S v Silas (861 of 2022)  ZWHHC 861 (23 November 2022);
HIGH COURT OF ZIMBABWE
MUTEVEDZI & MUNGWARI JJ
HARARE, 23 November 2022
MUTEVEDZI J: The record of proceedings in this case was placed before me accompanied by a minute from the scrutinising regional magistrate at Harare. The accused was charged with the offence of culpable homicide in contravention of s 49 of the Criminal Law (Codification and Reform) Act [Chapter 9:23]. He was convicted on his own plea of guilty and sentenced as follows:
“6 months imprisonment wholly suspended for 5 years on condition the accused does not within that period commit any offence involving negligent driving and for which he will be sentenced to imprisonment without the option of a fine.”

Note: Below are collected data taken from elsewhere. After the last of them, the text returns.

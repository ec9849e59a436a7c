//! Cooperative cancellation token shared by the gate and every pipeline task.

use std::sync::{
    atomic::{AtomicBool, Ordering},
    Arc,
};
use std::time::Duration;

use tokio::sync::Notify;

/// Interrupt signal propagated to every spawned task. Cloned handles share
/// one flag; a single trigger reaches all of them.
#[derive(Clone)]
pub struct ShutdownSignal {
    flag: Arc<AtomicBool>,
    notify: Arc<Notify>,
}

impl ShutdownSignal {
    /// A signal that is only triggered programmatically.
    #[must_use]
    pub fn new() -> Self {
        Self {
            flag: Arc::new(AtomicBool::new(false)),
            notify: Arc::new(Notify::new()),
        }
    }

    /// A signal wired to the process ctrl-c handler.
    #[must_use]
    pub fn hooked_to_ctrl_c() -> Self {
        let signal = Self::new();
        let hooked = signal.clone();
        tokio::spawn(async move {
            if tokio::signal::ctrl_c().await.is_ok() {
                hooked.trigger();
            }
        });
        signal
    }

    pub fn trigger(&self) {
        self.flag.store(true, Ordering::SeqCst);
        self.notify.notify_waiters();
    }

    #[must_use]
    pub fn triggered(&self) -> bool {
        self.flag.load(Ordering::SeqCst)
    }

    /// Sleep for `duration`, returning `false` when interrupted first.
    pub async fn sleep(&self, duration: Duration) -> bool {
        if self.triggered() {
            return false;
        }
        tokio::select! {
            _ = tokio::time::sleep(duration) => true,
            _ = self.cancelled() => false,
        }
    }

    /// Resolve once the signal has been triggered; immediately if it already
    /// was. Registers interest before re-checking the flag so a concurrent
    /// trigger cannot be missed.
    pub async fn cancelled(&self) {
        let notified = self.notify.notified();
        tokio::pin!(notified);
        notified.as_mut().enable();
        if self.triggered() {
            return;
        }
        notified.await;
    }
}

impl Default for ShutdownSignal {
    fn default() -> Self {
        Self::new()
    }
}

#[cfg(test)]
mod tests {
    use super::*;

    #[tokio::test]
    async fn trigger_unblocks_sleep() {
        let signal = ShutdownSignal::new();
        let waiter = signal.clone();
        let handle = tokio::spawn(async move { waiter.sleep(Duration::from_secs(60)).await });
        tokio::task::yield_now().await;
        signal.trigger();
        assert!(!handle.await.unwrap());
    }

    #[tokio::test]
    async fn cancelled_resolves_immediately_after_trigger() {
        let signal = ShutdownSignal::new();
        signal.trigger();
        signal.cancelled().await;
    }
}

The regional magistrate indicated that he did not have any issues with the conviction because he believed it was in accordance with real and substantial justice. I am of the view that the charge was irregular although not to the extent of vitiating the conviction. I will demonstrate that below. Regarding the above sentence the regional magistrate observed that:
- The trial magistrate did not conduct the mandatory inquiry to establish the degree of negligence. See S v Mitchel SC 101/84; S v Chaita and Others 1998(1) ZLR 213 and S v Makanza HB 197/17
- The trial magistrate did not invoke the mandatory provisions of s 64(3) of the Road Traffic Act [Chapter 13:11] for purposes of imposing additional punishment of prohibition from driving and cancellation of driver’s licence in light of the fact that the motor vehicle involved in casu is a heavy vehicle. See S v Chaita (supra); S v Mununuri Goto and Another HB 88/15 and S v Sibanda and Another HB 97/15
There is no gainsaying that the observations by the regional magistrate are accurate and pertinent. The issues which he points out are mandatory and any omissions to observe them go to the root of the appropriateness of the sentence imposed. In sentencing an offender for the offence of culpable homicide, the degree of the offender’s negligence is a key variant. The loss of human life, no matter the circumstances must not be treated lightly. The accused admitted that he was travelling at an excessive speed in the circumstances. He was driving a haulage truck at night. Sentencing him to 6 months imprisonment which was wholly suspended amounts to trivialising the death of the victim of his negligence. This court has noted that magistrates resort to imposing sentences, some of which border on meaninglessness in cases where human life has been lost. My view is that such skewed sentencing regimes stem from a lack of appreciation of the offence of culpable homicide especially that species which arises from road traffic offences.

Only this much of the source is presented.